En el desarrollo del litigio por la expropiación de YPF, la jueza Loretta Preska, de la corte del Distrito Sur de Nueva York, ha decidido desestimar la solicitud presentada por el Estado argentino para frenar el proceso de revelación de pruebas. Esta solicitud fue realizada mientras se espera la resolución de la Corte de Apelaciones sobre el caso principal, lo que lleva a Argentina a plantear una apelación ante esta nueva determinación.

La negativa de Preska significa que el proceso de intercambio de pruebas continuará, a pesar de que el país aún espera la decisión del tribunal de apelaciones. Este conflicto legal se centra en la obligación de Argentina de pagar una suma de USD 16.100 millones más intereses a Burford Capital y Eton Park, como resultado de la expropiación de la petrolera en 2012. Desde mayo de 2024, los demandantes han estado solicitando formalmente la etapa de discovery, donde se intercambia información clave, enfocándose en los activos argentinos, incluyendo reservas de oro.

Sebastián Maril, director regional de Latam Advisors, afirmó que Argentina tiene la intención de apelar este fallo, lo que marcaría la sexta apelación en el caso por la expropiación de YPF, abarcando distintos aspectos del litigio. Por su parte, el país había presentado un escrito en el que se oponía a las solicitudes de desacato y sanciones promovidas por los demandantes, argumentando que estas exigencias son excesivas y carecen de fundamento legal, buscando más bien presionar en la negociación que identificar activos ejecutables.
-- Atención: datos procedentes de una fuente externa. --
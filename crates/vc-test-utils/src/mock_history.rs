//! Session history that records into memory.

use async_trait::async_trait;
use std::sync::{Arc, Mutex};
use vc_service::collaborators::{CollaboratorError, HistoryArchive};
use vc_service::session::SessionRecord;

/// Mock history archive. Clones share the same records.
#[derive(Debug, Clone, Default)]
pub struct RecordingHistory {
    inner: Arc<Mutex<HistoryInner>>,
}

#[derive(Debug, Default)]
struct HistoryInner {
    records: Vec<SessionRecord>,
    failure: Option<CollaboratorError>,
}

impl RecordingHistory {
    pub fn new() -> Self {
        Self::default()
    }

    /// Every record accepted so far, oldest first.
    pub fn records(&self) -> Vec<SessionRecord> {
        self.inner.lock().unwrap().records.clone()
    }

    /// Reject every subsequent write with `error`.
    pub fn fail_with(&self, error: CollaboratorError) {
        self.inner.lock().unwrap().failure = Some(error);
    }
}

#[async_trait]
impl HistoryArchive for RecordingHistory {
    async fn record_session(&self, record: SessionRecord) -> Result<(), CollaboratorError> {
        let mut inner = self.inner.lock().unwrap();
        if let Some(error) = inner.failure.clone() {
            return Err(error);
        }
        inner.records.push(record);
        Ok(())
    }
}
En un último movimiento, los demandantes han solicitado a la jueza Preska una Audiencia Probatoria para que Argentina demuestre la falta de información sobre sus reservas de oro, mientras que la defensa sostiene que tales activos son inmunes a ejecución judicial.

La defensa argentina, en una declaración jurada presentada, afirmó que las reservas de oro del Banco Central de la República Argentina (BCRA) no pueden ser ejecutadas en Estados Unidos ni en otras jurisdicciones, independientemente de las solicitudes de discovery. Este documento, que fue firmado por José Ignacio García Hamilton, secretario de Legal y Técnica del Ministerio de Economía, argumenta que revelar la ubicación de las cuentas que custodian estas reservas podría poner en riesgo la seguridad financiera del país.